I assume with automotive the objective is to get their contact details in which case remarketing will work well
Which kind of PPC (other than AdWords) would you use for them?
well i don't know the specifics of the business so it's difficult to say
for online printing, if it involves printing photos, then fb marketing can work well. leather bags could also work well on fb
beds and mattresses -- you could try yahoo & bing advertising as you would probably get lower cost/click than u would on adwords
-
We have different products for different clients and the purpose of the initial question was to understand (if exists) a kind of "cross-sectorial" typical CTR for a Remarketing campaign based on the average of real data of other PPC professionals.
Right now have several remarketing campaigns running for different clients, specifically we would like to know what do you think to be a good CTR for this market fields:
a) Automotive (high profit margin for each acquisition).
b) Online printing (low profit margin for each acquisition).
c) Beds and mattresses e-commerce (high profit margin for each acquisition).
d) Leather bags (medium profit margin for each acquisition).Is in your opinion the Remarketing a good solution, in terms of increaseing the PPC budget by a reasonable profit margin for these 4 market fields (a, b, c, d )?

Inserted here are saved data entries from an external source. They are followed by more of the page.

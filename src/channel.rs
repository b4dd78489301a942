//! Delivery of manager events to async consumers.

use std::time::Duration;

use tokio::sync::mpsc::{self, UnboundedReceiver, UnboundedSender};

use crate::observer::{ManagerEvent, ManagerObserver};

/// Observer forwarding every [`ManagerEvent`] into a tokio channel.
///
/// Sending never blocks, so it is safe to use from the manager's lock.
/// Events are dropped once the receiver is gone.
///
/// # Examples
///
/// ```rust
/// use ferrous_lifecycle::{ChannelObserver, ManagerEvent, ManagerObserver};
///
/// let rt = tokio::runtime::Builder::new_current_thread().build().unwrap();
/// rt.block_on(async {
///     let (observer, mut events) = ChannelObserver::new();
///     observer.on_event("svc", &ManagerEvent::DependencyUnavailable { name: "db".into() });
///
///     let (manager, event) = events.recv().await.unwrap();
///     assert_eq!(manager, "svc");
///     assert_eq!(event.kind(), "dependency_unavailable");
/// });
/// ```
pub struct ChannelObserver {
    sender: UnboundedSender<(String, ManagerEvent)>,
}

impl ChannelObserver {
    pub fn new() -> (Self, UnboundedReceiver<(String, ManagerEvent)>) {
        let (sender, receiver) = mpsc::unbounded_channel();
        (Self { sender }, receiver)
    }
}

impl ManagerObserver for ChannelObserver {
    fn on_event(&self, manager: &str, event: &ManagerEvent) {
        let _ = self.sender.send((manager.to_string(), event.clone()));
    }
}

/// Waits for the next event of `kind`, skipping others.
///
/// Returns `None` on timeout or when every sender is gone.
pub async fn wait_for(
    events: &mut UnboundedReceiver<(String, ManagerEvent)>,
    kind: &str,
    timeout: Duration,
) -> Option<(String, ManagerEvent)> {
    tokio::time::timeout(timeout, async {
        while let Some((manager, event)) = events.recv().await {
            if event.kind() == kind {
                return Some((manager, event));
            }
        }
        None
    })
    .await
    .ok()
    .flatten()
}
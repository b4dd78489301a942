//! Tracker for unary dependencies.

use std::sync::{Arc, Weak};

use super::{delegate_tracker, DependencyListener, TrackerCore, TrackerMode};
use crate::dependency::BindingStrategy;

/// Resolves a unary dependency to one instance.
///
/// The resolved instance is the first tracked reference. When it goes
/// away, the next tracked reference takes over, then the oldest available
/// reference not yet retrieved.
///
/// # Examples
///
/// ```rust
/// use ferrous_lifecycle::{
///     BindingStrategy, DependencyTracker, Descriptor, InMemoryRegistry, Properties, Registry,
///     SingleDependencyTracker, TypeTag,
/// };
/// use std::sync::Arc;
///
/// let registry = Arc::new(InMemoryRegistry::new());
/// registry
///     .register(Arc::new("conn-A".to_string()), &[TypeTag::new("Connection")], &Properties::new())
///     .unwrap();
///
/// let tracker = SingleDependencyTracker::new("db", BindingStrategy::Lazy);
/// tracker.start(registry.clone(), &Descriptor::new("Connection"));
/// assert!(tracker.tracked_references().is_empty());
///
/// let conn = tracker.get_service().unwrap();
/// assert_eq!(conn.downcast_ref::<String>().unwrap(), "conn-A");
/// tracker.stop();
/// ```
pub struct SingleDependencyTracker {
    core: Arc<TrackerCore>,
}

impl SingleDependencyTracker {
    /// A tracker nobody listens to, mostly useful on its own.
    pub fn new(name: impl Into<String>, strategy: BindingStrategy) -> Self {
        Self {
            core: TrackerCore::new(name.into(), TrackerMode::Single, strategy, None),
        }
    }

    /// A tracker reporting value changes to `listener`.
    pub fn with_listener(
        name: impl Into<String>,
        strategy: BindingStrategy,
        listener: Weak<dyn DependencyListener>,
    ) -> Self {
        Self {
            core: TrackerCore::new(name.into(), TrackerMode::Single, strategy, Some(listener)),
        }
    }
}

delegate_tracker!(SingleDependencyTracker);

Which kind of PPC (other than AdWords) would you use for them?
Many thanks.
-
Monthly subscription indeed!
Customer value is around $190 at the moment and remarketing brings them in at around $19 at last count
What product/service are you thinking of using remarketing for?
-
Many thanks Rui for sharing with us your data! It's very helpful for us!
Anyway, which kind business model do you have for your "education product"? Monthly subscription?
-
I run an education product.
I'm getting around 0.81% on the remarketing campaign over the last 30 days but conversion rates are crazy -- I'm getting triple the normal conversion rates.
I don't know if the CTR is a good one but compared to normal display campaigns where I get around 0.20-0.27%, it's a much higher CTR than what I usually get
-
Thank you Logan, we're aware that the CTR depends on a ton of factors, we just needed to listen about some real-world CTR from other marketers that had run Google AdWords remarketing campaigns.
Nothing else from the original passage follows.